(Dataset entries)
———
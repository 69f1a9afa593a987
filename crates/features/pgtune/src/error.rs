use std::borrow::Cow;

/// A specialized [`TuneError`] enum of this crate.
#[psf_derive::psf_error]
pub enum TuneError {
    /// An input the provisioning layer supplied is not usable. Raised eagerly; never recovered.
    #[error("Invalid configuration{}: {message}", format_context(.context))]
    InvalidConfiguration { message: Cow<'static, str>, context: Option<Cow<'static, str>> },

    #[error("Failed to read system memory{}: {source}", format_context(.context))]
    Io { source: std::io::Error, context: Option<Cow<'static, str>> },

    /// Internal fallback for unexpected issues or logic errors.
    #[error("Internal tuning error{}: {message}", format_context(.context))]
    Internal { message: Cow<'static, str>, context: Option<Cow<'static, str>> },
}

impl TuneError {
    pub(crate) fn bad_value(value: &str, attribute: &str, valid: &str) -> Self {
        Self::InvalidConfiguration {
            message: format!("Bad value ({value}) for {attribute} attribute. Valid values are {valid}.")
                .into(),
            context: None,
        }
    }
}
use super::health;
use utoipa_axum::router::OpenApiRouter;
use utoipa_axum::routes;

/// Routes every deployment exposes regardless of enabled slices.
pub fn system_router<S>() -> OpenApiRouter<S>
where
    S: Send + Sync + Clone + 'static,
{
    OpenApiRouter::<S>::new().routes(routes!(health::health_handler))
}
———
## [PROBLEM DESCRIPTION]
Every record shown above should be given back exactly.

## [SOLUTION]
repository 69f1a9afa593a987
filename crates/features/pgtune/src/error.rs
use std::borrow::Cow;

/// A specialized [`TuneError`] enum of this crate.
#[psf_derive::psf_error]
pub enum TuneError {
    /// An input the provisioning layer supplied is not usable. Raised eagerly; never recovered.
    #[error("Invalid configuration{}: {message}", format_context(.context))]
    InvalidConfiguration { message: Cow<'static, str>, context: Option<Cow<'static, str>> },

    #[error("Failed to read system memory{}: {source}", format_context(.context))]
    Io { source: std::io::Error, context: Option<Cow<'static, str>> },

    /// Internal fallback for unexpected issues or logic errors.
    #[error("Internal tuning error{}: {message}", format_context(.context))]
    Internal { message: Cow<'static, str>, context: Option<Cow<'static, str>> },
}

impl TuneError {
    pub(crate) fn bad_value(value: &str, attribute: &str, valid: &str) -> Self {
        Self::InvalidConfiguration {
            message: format!("Bad value ({value}) for {attribute} attribute. Valid values are {valid}.")
                .into(),
            context: None,
        }
    }
}
use super::health;
use utoipa_axum::router::OpenApiRouter;
use utoipa_axum::routes;

/// Routes every deployment exposes regardless of enabled slices.
pub fn system_router<S>() -> OpenApiRouter<S>
where
    S: Send + Sync + Clone + 'static,
{
    OpenApiRouter::<S>::new().routes(routes!(health::health_handler))
}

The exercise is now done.